Bernd and Hilla Becher (1931-2007; 1934-2015) are widely regarded as the most influential German photographers of the post-war period. A rare artistic couple, they developed a rigorous practice focused on a single subject: the disappearing industrial architecture of Western Europe and North America that fuelled modernism.
Image above: Bernd and Hilla Becher, Framework House, 1961 © Estate Bernd & Hilla Becher, represented by Max Becher, Courtesy The Metropolitan Museum of Art, New York.
Opening at the Metropolitan Museum of Art on July 15, 2022, the Bernd & Hilla Becher exhibition will feature some 200 works of art and is the first posthumous retrospective of the artist couple’s 50-year career. Organized with full access to Becher’s extensive archive and her personal collection of working materials, the exhibition is the first American retrospective since 1974 (when her mature style was still developing).
The exhibition is made possible by Joyce Frank Menschel, the Barrie A. and Deedee Wigmore Foundation, the Edward John & Patricia Rosenwald Foundation, and Linda Macklowe.
It is organized by the Metropolitan Museum of Art in collaboration with Studio Bernd & Hilla Becher and Die Photographische Sammlung/SK Stiftung Kultur.
“Bernd and Hilla Becher transformed photography in the late 20th century, and their groundbreaking work continues to influence artists today,” said Max Hollein, Marina Kellen French Director of The Met. “It is a privilege to present this first posthumous retrospective and celebrate their legacy and remarkable artistic achievement.”

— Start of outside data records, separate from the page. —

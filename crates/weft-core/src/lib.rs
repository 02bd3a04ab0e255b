//! weft-core — the state side of the weft data-binding engine.
//!
//! Provides the path-addressed property store, the change observer that
//! batches one mutation turn into one change event, the synchronous event
//! bus, and the [`Entity`] that ties the three together for one controller.
//!
//! All state lives in `serde_json` values with `preserve_order` enabled, so
//! mapping nodes keep their insertion order.

pub mod entity;
pub mod events;
pub mod observer;
pub mod path;
pub mod store;

pub use entity::Entity;
pub use events::{BusEvent, EventBus, HandlerId};
pub use observer::{ChangeEvent, ChangeObserver};
pub use store::{is_truthy, value_text, PropertyStore, ValueKind};

/// Crate version string.
pub fn version() -> &'static str {
    env!("CARGO_PKG_VERSION")
}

The Bechers’ seemingly objective aesthetic echoed models from the 19th and early 20th centuries, but also resonated with the serial, premeditated advances of contemporary Minimalism and Conceptual art. Equally significant, their aesthetic challenged the perceived divide between documentary and fine art photography. The artists used a large-format view camera-similar to those used by 19th-century photographers such as the Bisson Frères in France and Carleton Watkins in the American West-and disdained the hand-held 35mm roll-film cameras favored by journalists and pre- and post-war artists such as Henri Cartier-Bresson and Robert Frank. Working exclusively with black-and-white photographic material, they intentionally avoided the medium’s inevitable shift to color that occurred in the 1960s and 1970s, methodically capturing blast furnaces, pithead towers, grain silos, cooling towers, and gas tanks with precision, elegance, and passion. Their standardized approach allowed for comparative analyses of structures, which they exhibited in grids of 4 to 30 photographs. They referred to these formal arrangements as “typologies” and the buildings themselves as “anonymous sculptures.”
The Bechers had a direct and profound influence on several generations of students at the renowned Kunstakademie Düsseldorf, where Bernd was appointed the first professor of photography in 1976. Members of the so-called Becher School or Düsseldorf School of Photography include some of the most recognized German artists of the last 40 years, such as Thomas Struth, Andreas Gursky, Candida Höfer and Thomas Ruff.
In addition to the individual and halftone photographs for which the Bechers are best known, the exhibition features extraordinary photographic and other media works they created before and after forming their creative partnership in 1959. These rarely shown lithographs, collages, photographs, ink and pencil sketches, Polaroids, and personal snapshots offer deep insight into the artists’ working methods and thought processes.
Bernd & Hilla Becher is curated by Jeff L. Rosenheim, Joyce Frank Menschel Curator in Charge of the Department of Photographs, with assistance from Virginia McBride, Research Assistant in the Department of Photographs, both at The Met.
The Met developed the exhibition with Max Becher, the artist’s son, and with Gabriele Conrath-Scholl, director of the Photographic Collection/SK Stiftung Kultur in Cologne, where the artist’s extensive photographic print archive is housed.